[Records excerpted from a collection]
---

//! Order-preserving decode for flat JSON objects.
//!
//! `serde_json`'s default map type reorders keys, but the crypto and budget
//! tables must render rows in the order the worker wrote them. Driving a
//! `Visitor` through `deserialize_map` observes entries in source-byte order
//! without buffering the whole document twice. The crate enables
//! `arbitrary_precision`, so numeric values keep their original text and
//! large integers survive without an f64 round-trip.

use std::fmt;

use serde::de::{Deserializer, MapAccess, Visitor};
use serde::Deserialize;
use serde_json::Value;

use crate::error::FeedError;

/// Decodes `bytes` as a flat JSON object, preserving key order.
pub fn decode_ordered_object(bytes: &[u8]) -> Result<Vec<(String, Value)>, FeedError> {
    let OrderedObject(pairs) = serde_json::from_slice(bytes)
        .map_err(|err| FeedError::Decode(err.to_string()))?;
    Ok(pairs)
}

/// Render a decoded value as table text: strings unquoted, numbers as their
/// source text, everything else in JSON form.
pub fn display_value(value: &Value) -> String {
    match value {
        Value::String(text) => text.clone(),
        other => other.to_string(),
    }
}

struct OrderedObject(Vec<(String, Value)>);

impl<'de> Deserialize<'de> for OrderedObject {
    fn deserialize<D>(deserializer: D) -> Result<Self, D::Error>
    where
        D: Deserializer<'de>,
    {
        struct OrderedObjectVisitor;

        impl<'de> Visitor<'de> for OrderedObjectVisitor {
            type Value = Vec<(String, Value)>;

            fn expecting(&self, formatter: &mut fmt::Formatter<'_>) -> fmt::Result {
                formatter.write_str("a flat JSON object")
            }

            fn visit_map<A>(self, mut access: A) -> Result<Self::Value, A::Error>
            where
                A: MapAccess<'de>,
            {
                let mut pairs = Vec::with_capacity(access.size_hint().unwrap_or(0));
                while let Some((key, value)) = access.next_entry::<String, Value>()? {
                    pairs.push((key, value));
                }
                Ok(pairs)
            }
        }

        deserializer.deserialize_map(OrderedObjectVisitor).map(OrderedObject)
    }
}

#[cfg(test)]
mod tests {
    use super::*;

    #[test]
    fn preserves_source_key_order() {
        let payload = br#"{"btc": 64000.5, "eth": "3100.20", "doge": 0.1}"#;
        for _ in 0..3 {
            let pairs = decode_ordered_object(payload).unwrap();
            let keys: Vec<&str> = pairs.iter().map(|(key, _)| key.as_str()).collect();
            assert_eq!(keys, ["btc", "eth", "doge"]);
        }
    }

    #[test]
    fn large_integers_keep_their_digits() {
        let payload = br#"{"sats": 9007199254740993}"#;
        let pairs = decode_ordered_object(payload).unwrap();
        assert_eq!(display_value(&pairs[0].1), "9007199254740993");
    }

    #[test]
    fn strings_render_unquoted() {
        let payload = br#"{"bitcoin": "64,000 USD"}"#;
        let pairs = decode_ordered_object(payload).unwrap();
        assert_eq!(display_value(&pairs[0].1), "64,000 USD");
    }

    #[test]
    fn rejects_non_object_payloads() {
        assert!(matches!(
            decode_ordered_object(b"[1, 2, 3]"),
            Err(FeedError::Decode(_))
        ));
        assert!(matches!(
            decode_ordered_object(b"{\"truncated\":"),
            Err(FeedError::Decode(_))
        ));
    }
}
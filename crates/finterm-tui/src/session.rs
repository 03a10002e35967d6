//! Screen controller: parses commands, drives the file protocol, applies
//! watcher events to the model. Owns the ledger and the request slots; the
//! binary's loop owns nothing but the terminal.

use std::fs;
use std::io::Write;
use std::sync::mpsc::{self, Receiver, Sender};
use std::time::{SystemTime, UNIX_EPOCH};

use serde_json::{json, Value};

use crate::channel;
use crate::config::{Config, ResetPolicy};
use crate::decode::display_value;
use crate::error::{FeedError, LedgerError};
use crate::feeds::{self, Feed, FeedEvent, FeedPayload};
use crate::ledger::{self, AllocationLedger};
use crate::model::{AppModel, BudgetPrompt, Screen};
use crate::watcher::{self, RequestSlot};

pub struct Session {
    pub model: AppModel,
    config: Config,
    ledger: AllocationLedger,
    events_tx: Sender<FeedEvent>,
    events_rx: Receiver<FeedEvent>,
    stock_slot: RequestSlot,
    summary_slot: RequestSlot,
    crypto_slot: RequestSlot,
    budget_slot: RequestSlot,
    session_log: Option<fs::File>,
}

impl Session {
    pub fn new(config: Config) -> Self {
        let (events_tx, events_rx) = mpsc::channel();
        let session_log = open_session_log(&config);
        Self {
            model: AppModel::new(),
            config,
            ledger: AllocationLedger::new(),
            events_tx,
            events_rx,
            stock_slot: RequestSlot::new(),
            summary_slot: RequestSlot::new(),
            crypto_slot: RequestSlot::new(),
            budget_slot: RequestSlot::new(),
            session_log,
        }
    }

    /// Applies everything the watcher threads delivered since last frame.
    pub fn drain_events(&mut self) {
        while let Ok(event) = self.events_rx.try_recv() {
            self.apply_event(event);
        }
    }

    /// Handles one submitted input line. Returns `true` when the user
    /// confirmed quitting.
    pub fn submit_line(&mut self) -> bool {
        let line = self.model.take_input();
        if line.is_empty() {
            return false;
        }
        if self.model.quit_pending {
            if line == "y" || line == "Y" {
                return true;
            }
            self.model.quit_pending = false;
            self.model.set_status("");
            return false;
        }
        match self.model.screen {
            Screen::Main => self.handle_main(&line),
            Screen::Summary => self.handle_nav_only(&line),
            Screen::Budget => self.handle_budget(&line),
            Screen::SearchStocks => self.handle_stocks(&line),
            Screen::SearchCrypto => self.handle_crypto(&line),
        }
        false
    }

    fn handle_main(&mut self, line: &str) {
        match line {
            "summary" => self.enter_summary(),
            "budget" => self.enter_budget(),
            "search-stocks" => {
                self.model.screen = Screen::SearchStocks;
                self.model.set_status("Enter stock ticker");
            }
            "search-crypto" => {
                self.model.screen = Screen::SearchCrypto;
                self.model.set_status("");
            }
            "quit" => self.prompt_quit(),
            _ => {}
        }
    }

    fn handle_nav_only(&mut self, line: &str) {
        match line {
            "main" => self.go_main(),
            "quit" => self.prompt_quit(),
            _ => {}
        }
    }

    fn handle_stocks(&mut self, line: &str) {
        let lower = line.to_lowercase();
        if lower.starts_with("search $") {
            let ticker = line[7..].trim_start_matches('$').trim().to_string();
            if ticker.is_empty() {
                self.model.set_status("Enter stock ticker");
                return;
            }
            self.model.stock = None;
            self.model.show_more = false;
            self.model.set_status("Waiting for stock data...");
            self.start_request(Feed::Stock, feeds::ticker_request(&ticker));
        } else if lower == "show-more" {
            self.model.show_more = true;
            if self.model.stock.is_some() {
                self.model.set_status("");
            } else {
                // Nothing held yet: watch whatever output the worker last
                // wrote.
                self.model.set_status("Waiting for stock data...");
                self.spawn_watch(Feed::Stock);
            }
        } else {
            self.handle_nav_only(line);
        }
    }

    fn handle_crypto(&mut self, line: &str) {
        if let Some(coin) = line.strip_prefix("search ") {
            let coin = coin.trim().to_string();
            if coin.is_empty() {
                return;
            }
            self.model.crypto.clear();
            self.model.set_status("Waiting for cryptocurrency data...");
            self.start_request(Feed::Crypto, feeds::coin_request(&coin));
        } else {
            self.handle_nav_only(line);
        }
    }

    fn enter_summary(&mut self) {
        self.model.screen = Screen::Summary;
        self.model.summary.clear();
        self.model.set_status("Waiting for data...");
        self.start_request(Feed::Summary, feeds::summary_request());
    }

    fn enter_budget(&mut self) {
        self.model.screen = Screen::Budget;
        self.model.budget_result.clear();
        match self.config.reset_policy {
            ResetPolicy::Reset => {
                self.ledger.reset();
                self.model.category_rows.clear();
                self.model.budget_prompt = BudgetPrompt::Total;
            }
            ResetPolicy::Resume => {
                self.model.category_rows = self.ledger.categories().to_vec();
                self.model.budget_prompt = if self.ledger.total().is_none() {
                    BudgetPrompt::Total
                } else {
                    BudgetPrompt::Category
                };
            }
        }
        // A computed output from an earlier visit must not be mistaken for
        // this session's result.
        channel::clear_response(&self.config.path_pair(Feed::Budget));
        self.model
            .set_status(format!("{}% remaining to allocate.", self.ledger.remaining()));
    }

    fn handle_budget(&mut self, line: &str) {
        match line {
            "main" => {
                self.go_main();
                return;
            }
            "quit" => {
                self.prompt_quit();
                return;
            }
            _ => {}
        }
        match self.model.budget_prompt.clone() {
            BudgetPrompt::Total => match parse_amount(line).and_then(|n| {
                self.ledger.set_total(n)?;
                Ok(())
            }) {
                Ok(()) => {
                    self.model.budget_prompt = BudgetPrompt::Category;
                    self.model.set_status("Success! 100% remaining to allocate.");
                }
                Err(err) => self.model.set_status(budget_message(&err)),
            },
            BudgetPrompt::Category => {
                if self.ledger.contains(line) {
                    self.model.set_status("Category already exists.");
                } else {
                    self.model.budget_prompt = BudgetPrompt::Percentage {
                        category: line.to_string(),
                    };
                    self.model.set_status("");
                }
            }
            BudgetPrompt::Percentage { category } => {
                let outcome = parse_amount(line)
                    .map_err(|_| LedgerError::OutOfRange {
                        pct: 0,
                        remaining: self.ledger.remaining(),
                    })
                    .and_then(|pct| self.ledger.add_category(&category, pct));
                match outcome {
                    Ok(remaining) => {
                        self.model.category_rows = self.ledger.categories().to_vec();
                        self.model.budget_prompt = BudgetPrompt::Category;
                        self.model
                            .set_status(format!("Success! Remaining: {remaining}%."));
                        if let Some(record) = self.ledger.take_completion() {
                            self.finish_budget(record);
                        }
                    }
                    Err(err) => self.model.set_status(budget_message(&err)),
                }
            }
        }
    }

    fn finish_budget(&mut self, record: ledger::BudgetRecord) {
        let pair = self.config.path_pair(Feed::Budget);
        match ledger::write_budget_input(&pair, &record) {
            Ok(()) => {
                self.model
                    .set_status("Budget saved. Waiting for worker output...");
                self.log_event("budget_written", json!({"total": record.total}));
                self.spawn_watch(Feed::Budget);
            }
            Err(err) => {
                self.model.set_status("Failed to write file.");
                self.model.push_log(format!("budget write failed: {err}"));
            }
        }
    }

    fn go_main(&mut self) {
        self.model.screen = Screen::Main;
        self.model.quit_pending = false;
        self.model.set_status("");
    }

    fn prompt_quit(&mut self) {
        self.model.quit_pending = true;
        self.model
            .set_status("Are you sure you want to quit? (y/n)");
    }

    /// Writes the request file and, only if that succeeded, spawns the
    /// watcher for the paired response.
    fn start_request(&mut self, feed: Feed, payload: Value) {
        let pair = self.config.path_pair(feed);
        if let Err(err) = channel::submit(&pair, &payload) {
            self.model.set_status("Failed to write input.");
            self.model
                .push_log(format!("{} request failed: {err}", feed.label()));
            return;
        }
        self.log_event("request", json!({"feed": feed.label()}));
        self.spawn_watch(feed);
    }

    fn spawn_watch(&mut self, feed: Feed) {
        let pair = self.config.path_pair(feed);
        let ticket = self.slot(feed).begin();
        watcher::spawn_watch(
            pair.response,
            self.config.poll_interval(feed),
            feed,
            ticket,
            decoder_for(feed),
            self.events_tx.clone(),
        );
    }

    fn slot(&self, feed: Feed) -> &RequestSlot {
        match feed {
            Feed::Stock => &self.stock_slot,
            Feed::Summary => &self.summary_slot,
            Feed::Crypto => &self.crypto_slot,
            Feed::Budget => &self.budget_slot,
        }
    }

    fn apply_event(&mut self, event: FeedEvent) {
        if event.generation != self.slot(event.feed).current() {
            self.model
                .push_log(format!("dropped stale {} response", event.feed.label()));
            return;
        }
        match event.result {
            Ok(payload) => {
                self.apply_payload(payload);
                self.log_event("response", json!({"feed": event.feed.label()}));
            }
            Err(err) => {
                let message = match err {
                    FeedError::Io(_) => format!("Failed to read {} data.", event.feed.label()),
                    FeedError::Decode(_) => format!("Invalid {} data.", event.feed.label()),
                };
                self.model.set_status(message);
                self.model
                    .push_log(format!("{} watcher failed: {err}", event.feed.label()));
                self.log_event(
                    "response_error",
                    json!({"feed": event.feed.label(), "error": err.to_string()}),
                );
            }
        }
    }

    fn apply_payload(&mut self, payload: FeedPayload) {
        match payload {
            FeedPayload::Stock(quote) => {
                self.model.stock = Some(quote);
                self.model.set_status("");
            }
            FeedPayload::Summary(entries) => {
                self.model.summary = entries;
                self.model.set_status("");
            }
            FeedPayload::Crypto(pairs) => {
                self.model.crypto = pairs
                    .into_iter()
                    .map(|(coin, price)| (coin, display_value(&price)))
                    .collect();
                self.model.set_status("");
            }
            FeedPayload::Budget(pairs) => {
                self.model.budget_result = budget_rows(pairs);
                self.model.set_status("Budget calculated.");
            }
        }
    }

    fn log_event(&mut self, event: &str, detail: Value) {
        if let Some(file) = self.session_log.as_mut() {
            let ts = SystemTime::now()
                .duration_since(UNIX_EPOCH)
                .map(|d| d.as_millis())
                .unwrap_or(0);
            let line = json!({"ts": ts, "event": event, "detail": detail});
            let _ = writeln!(file, "{line}");
            let _ = file.flush();
        }
    }
}

/// Category rows sorted lexicographically with the total pinned last, so the
/// computed-budget table renders the same way every time.
fn budget_rows(pairs: Vec<(String, Value)>) -> Vec<(String, String)> {
    let mut total = None;
    let mut rows: Vec<(String, String)> = Vec::new();
    for (key, value) in pairs {
        if key == "total" {
            total = Some(display_value(&value));
        } else {
            rows.push((key, display_value(&value)));
        }
    }
    rows.sort_by(|left, right| left.0.cmp(&right.0));
    if let Some(total) = total {
        rows.push(("Total".to_string(), total));
    }
    rows
}

fn parse_amount(line: &str) -> Result<i64, LedgerError> {
    line.trim()
        .parse::<i64>()
        .map_err(|_| LedgerError::InvalidInput("Please enter a positive number.".to_string()))
}

fn budget_message(err: &LedgerError) -> String {
    match err {
        LedgerError::DuplicateCategory(_) => "Category already exists.".to_string(),
        LedgerError::OutOfRange { remaining, .. } => {
            format!("Enter value between 1 and {remaining}")
        }
        LedgerError::InvalidInput(message) => message.clone(),
    }
}

fn decoder_for(
    feed: Feed,
) -> fn(&[u8]) -> Result<FeedPayload, crate::error::FeedError> {
    match feed {
        Feed::Stock => feeds::decode_stock,
        Feed::Summary => feeds::decode_summary,
        Feed::Crypto => feeds::decode_crypto,
        Feed::Budget => feeds::decode_budget,
    }
}

fn open_session_log(config: &Config) -> Option<fs::File> {
    fs::create_dir_all(&config.session_log_dir).ok()?;
    let run_id = crate::config::resolve_run_id();
    let path = config.session_log_dir.join(format!("{run_id}.session.jsonl"));
    fs::OpenOptions::new().create(true).append(true).open(path).ok()
}
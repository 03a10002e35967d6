//! Foreground render state. Only the foreground loop mutates this.

use std::collections::VecDeque;

use crate::feeds::{IndexEntry, StockQuote};

pub const LOG_RING_LIMIT: usize = 512;

#[derive(Debug, Clone, Copy, PartialEq, Eq)]
pub enum Screen {
    Main,
    Summary,
    Budget,
    SearchStocks,
    SearchCrypto,
}

impl Screen {
    pub fn title(self) -> &'static str {
        match self {
            Screen::Main => "Finterm",
            Screen::Summary => "Major Stock Indices",
            Screen::Budget => "Budget Calculator",
            Screen::SearchStocks => "Search Stocks",
            Screen::SearchCrypto => "Search Cryptocurrencies",
        }
    }

    pub fn description(self) -> &'static str {
        match self {
            Screen::Main => "Set a budget and search prices of stocks and cryptocurrencies",
            Screen::Summary => "Summary of the Dow Jones, S&P 500, and NASDAQ stock indices",
            Screen::Budget => {
                "Enter budget total, categories, and percentages.\n\
                 The calculated values of the total budget will then be displayed."
            }
            Screen::SearchStocks => {
                "Search for stocks using the ticker symbol\n\nExample: search $AAPL"
            }
            Screen::SearchCrypto => {
                "Search for cryptocurrencies using their name\n\nExample: search bitcoin"
            }
        }
    }

    pub fn commands_text(self) -> &'static str {
        match self {
            Screen::Main => {
                "COMMANDS\n\
                 summary          Get a summary of the three major stock indices\n\
                 budget           Enter a budget\n\
                 search-stocks    Search for stocks\n\
                 search-crypto    Search for cryptocurrencies\n\
                 quit             Quit the application"
            }
            Screen::Summary | Screen::Budget => {
                "COMMANDS\n\
                 main    Go to main screen\n\
                 quit    Quit the application"
            }
            Screen::SearchStocks => {
                "COMMANDS\n\
                 search $TICKER    Search for company\n\
                 show-more         Show additional price details\n\
                 main              Go to main screen\n\
                 quit              Quit the application"
            }
            Screen::SearchCrypto => {
                "COMMANDS\n\
                 search COIN    Search for cryptocurrency\n\
                 main           Go to main screen\n\
                 quit           Quit the application"
            }
        }
    }
}

/// Where the budget screen's prompt walk currently stands.
#[derive(Debug, Clone, PartialEq, Eq)]
pub enum BudgetPrompt {
    Total,
    Category,
    Percentage { category: String },
}

impl BudgetPrompt {
    pub fn label(&self) -> String {
        match self {
            BudgetPrompt::Total => "Enter Total Budget: ".to_string(),
            BudgetPrompt::Category => "Category Name: ".to_string(),
            BudgetPrompt::Percentage { category } => format!("Percentage for {category}: "),
        }
    }
}

pub struct AppModel {
    pub screen: Screen,
    pub input: String,
    pub status: String,
    pub logs: VecDeque<String>,
    pub quit_pending: bool,

    // Held results, re-rendered until replaced.
    pub stock: Option<StockQuote>,
    pub show_more: bool,
    pub summary: Vec<IndexEntry>,
    pub crypto: Vec<(String, String)>,
    pub budget_prompt: BudgetPrompt,
    pub category_rows: Vec<(String, u8)>,
    pub budget_result: Vec<(String, String)>,

    pub dirty: bool,
    pub last_render_signature: String,
}

impl AppModel {
    pub fn new() -> Self {
        Self {
            screen: Screen::Main,
            input: String::new(),
            status: String::new(),
            logs: VecDeque::new(),
            quit_pending: false,
            stock: None,
            show_more: false,
            summary: Vec::new(),
            crypto: Vec::new(),
            budget_prompt: BudgetPrompt::Total,
            category_rows: Vec::new(),
            budget_result: Vec::new(),
            dirty: true,
            last_render_signature: String::new(),
        }
    }

    pub fn push_log(&mut self, message: String) {
        if self.logs.len() >= LOG_RING_LIMIT {
            self.logs.pop_front();
        }
        self.logs.push_back(message);
        self.dirty = true;
    }

    pub fn set_status(&mut self, status: impl Into<String>) {
        self.status = status.into();
        self.dirty = true;
    }

    pub fn take_input(&mut self) -> String {
        self.dirty = true;
        std::mem::take(&mut self.input).trim().to_string()
    }

    /// The input label shown next to the prompt.
    pub fn input_label(&self) -> String {
        if self.quit_pending {
            return "(y/n) ".to_string();
        }
        if self.screen == Screen::Budget {
            return self.budget_prompt.label();
        }
        "> ".to_string()
    }
}

impl Default for AppModel {
    fn default() -> Self {
        Self::new()
    }
}

#[cfg(test)]
mod tests {
    use super::*;

    #[test]
    fn log_ring_is_capped() {
        let mut model = AppModel::new();
        for index in 0..(LOG_RING_LIMIT + 8) {
            model.push_log(format!("line {index}"));
        }
        assert_eq!(model.logs.len(), LOG_RING_LIMIT);
        assert_eq!(model.logs.front().unwrap(), "line 8");
    }

    #[test]
    fn input_label_follows_budget_prompt() {
        let mut model = AppModel::new();
        assert_eq!(model.input_label(), "> ");
        model.screen = Screen::Budget;
        assert_eq!(model.input_label(), "Enter Total Budget: ");
        model.budget_prompt = BudgetPrompt::Percentage {
            category: "rent".to_string(),
        };
        assert_eq!(model.input_label(), "Percentage for rent: ");
        model.quit_pending = true;
        assert_eq!(model.input_label(), "(y/n) ");
    }
}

---

EXERCISE OBJECTIVE: Above are some lines. Repeat exactly, and only, those from the line that has "in source-byte order" through the line that has "let OrderedObject(pairs) = serde_json::from_slice(bytes)".

TASK ANSWER:
//! `Visitor` through `deserialize_map` observes entries in source-byte order
//! without buffering the whole document twice. The crate enables
//! `arbitrary_precision`, so numeric values keep their original text and
//! large integers survive without an f64 round-trip.

use std::fmt;

use serde::de::{Deserializer, MapAccess, Visitor};
use serde::Deserialize;
use serde_json::Value;

use crate::error::FeedError;

/// Decodes `bytes` as a flat JSON object, preserving key order.
pub fn decode_ordered_object(bytes: &[u8]) -> Result<Vec<(String, Value)>, FeedError> {
    let OrderedObject(pairs) = serde_json::from_slice(bytes)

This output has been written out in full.